DIRECTIONS —
In full and without deviation, reproduce the records that follow.

[Opening EXCERPTED DATA section]

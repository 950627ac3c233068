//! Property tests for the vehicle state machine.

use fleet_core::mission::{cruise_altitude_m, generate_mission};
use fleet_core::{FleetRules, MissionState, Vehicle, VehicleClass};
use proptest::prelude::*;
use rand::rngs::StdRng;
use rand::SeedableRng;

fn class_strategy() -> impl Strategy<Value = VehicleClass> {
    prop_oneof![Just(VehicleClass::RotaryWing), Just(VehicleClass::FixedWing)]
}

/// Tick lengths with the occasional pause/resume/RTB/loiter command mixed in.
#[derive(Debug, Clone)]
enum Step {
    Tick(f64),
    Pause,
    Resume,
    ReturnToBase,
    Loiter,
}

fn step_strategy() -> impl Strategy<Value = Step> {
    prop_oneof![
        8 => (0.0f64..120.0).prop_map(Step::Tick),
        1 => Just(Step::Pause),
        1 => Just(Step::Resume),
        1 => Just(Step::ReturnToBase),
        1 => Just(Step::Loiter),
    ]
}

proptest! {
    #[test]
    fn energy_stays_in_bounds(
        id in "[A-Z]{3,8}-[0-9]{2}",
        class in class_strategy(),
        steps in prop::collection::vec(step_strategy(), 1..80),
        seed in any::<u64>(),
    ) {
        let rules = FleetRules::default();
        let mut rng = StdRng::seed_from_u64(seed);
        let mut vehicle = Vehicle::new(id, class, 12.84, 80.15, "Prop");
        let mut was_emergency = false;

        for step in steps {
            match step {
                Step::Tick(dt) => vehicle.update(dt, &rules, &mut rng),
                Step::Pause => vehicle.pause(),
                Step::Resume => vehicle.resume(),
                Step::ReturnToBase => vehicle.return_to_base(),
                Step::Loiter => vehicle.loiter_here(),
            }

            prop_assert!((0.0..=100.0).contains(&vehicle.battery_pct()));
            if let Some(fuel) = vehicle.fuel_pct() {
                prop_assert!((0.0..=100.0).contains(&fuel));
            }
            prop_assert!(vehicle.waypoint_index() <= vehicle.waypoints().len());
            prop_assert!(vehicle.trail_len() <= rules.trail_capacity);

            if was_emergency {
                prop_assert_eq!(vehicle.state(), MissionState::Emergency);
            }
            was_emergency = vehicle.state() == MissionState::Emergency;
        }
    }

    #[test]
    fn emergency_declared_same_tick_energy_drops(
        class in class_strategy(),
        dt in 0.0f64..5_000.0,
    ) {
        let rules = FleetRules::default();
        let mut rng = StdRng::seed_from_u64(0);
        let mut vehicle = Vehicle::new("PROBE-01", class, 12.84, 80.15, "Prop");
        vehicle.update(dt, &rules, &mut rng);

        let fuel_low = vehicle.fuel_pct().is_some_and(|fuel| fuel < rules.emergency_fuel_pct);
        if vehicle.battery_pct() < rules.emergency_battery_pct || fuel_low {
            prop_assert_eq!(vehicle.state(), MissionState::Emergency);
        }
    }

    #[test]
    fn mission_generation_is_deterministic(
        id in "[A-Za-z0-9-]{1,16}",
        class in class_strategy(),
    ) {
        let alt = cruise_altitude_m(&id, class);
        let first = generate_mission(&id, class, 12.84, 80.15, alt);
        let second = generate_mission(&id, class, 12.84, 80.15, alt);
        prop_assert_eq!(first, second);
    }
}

[Closing EXCERPTED DATA section]

WRITTEN REPLY —
repository 950627ac3c233068
//! Property tests for the vehicle state machine.

use fleet_core::mission::{cruise_altitude_m, generate_mission};
use fleet_core::{FleetRules, MissionState, Vehicle, VehicleClass};
use proptest::prelude::*;
use rand::rngs::StdRng;
use rand::SeedableRng;

fn class_strategy() -> impl Strategy<Value = VehicleClass> {
    prop_oneof![Just(VehicleClass::RotaryWing), Just(VehicleClass::FixedWing)]
}

/// Tick lengths with the occasional pause/resume/RTB/loiter command mixed in.
#[derive(Debug, Clone)]
enum Step {
    Tick(f64),
    Pause,
    Resume,
    ReturnToBase,
    Loiter,
}

fn step_strategy() -> impl Strategy<Value = Step> {
    prop_oneof![
        8 => (0.0f64..120.0).prop_map(Step::Tick),
        1 => Just(Step::Pause),
        1 => Just(Step::Resume),
        1 => Just(Step::ReturnToBase),
        1 => Just(Step::Loiter),
    ]
}

proptest! {
    #[test]
    fn energy_stays_in_bounds(
        id in "[A-Z]{3,8}-[0-9]{2}",
        class in class_strategy(),
        steps in prop::collection::vec(step_strategy(), 1..80),
        seed in any::<u64>(),
    ) {
        let rules = FleetRules::default();
        let mut rng = StdRng::seed_from_u64(seed);
        let mut vehicle = Vehicle::new(id, class, 12.84, 80.15, "Prop");
        let mut was_emergency = false;

        for step in steps {
            match step {
                Step::Tick(dt) => vehicle.update(dt, &rules, &mut rng),
                Step::Pause => vehicle.pause(),
                Step::Resume => vehicle.resume(),
                Step::ReturnToBase => vehicle.return_to_base(),
                Step::Loiter => vehicle.loiter_here(),
            }

            prop_assert!((0.0..=100.0).contains(&vehicle.battery_pct()));
            if let Some(fuel) = vehicle.fuel_pct() {
                prop_assert!((0.0..=100.0).contains(&fuel));
            }
            prop_assert!(vehicle.waypoint_index() <= vehicle.waypoints().len());
            prop_assert!(vehicle.trail_len() <= rules.trail_capacity);

            if was_emergency {
                prop_assert_eq!(vehicle.state(), MissionState::Emergency);
            }
            was_emergency = vehicle.state() == MissionState::Emergency;
        }
    }

    #[test]
    fn emergency_declared_same_tick_energy_drops(
        class in class_strategy(),
        dt in 0.0f64..5_000.0,
    ) {
        let rules = FleetRules::default();
        let mut rng = StdRng::seed_from_u64(0);
        let mut vehicle = Vehicle::new("PROBE-01", class, 12.84, 80.15, "Prop");
        vehicle.update(dt, &rules, &mut rng);

        let fuel_low = vehicle.fuel_pct().is_some_and(|fuel| fuel < rules.emergency_fuel_pct);
        if vehicle.battery_pct() < rules.emergency_battery_pct || fuel_low {
            prop_assert_eq!(vehicle.state(), MissionState::Emergency);
        }
    }

    #[test]
    fn mission_generation_is_deterministic(
        id in "[A-Za-z0-9-]{1,16}",
        class in class_strategy(),
    ) {
        let alt = cruise_altitude_m(&id, class);
        let first = generate_mission(&id, class, 12.84, 80.15, alt);
        let second = generate_mission(&id, class, 12.84, 80.15, alt);
        prop_assert_eq!(first, second);
    }
}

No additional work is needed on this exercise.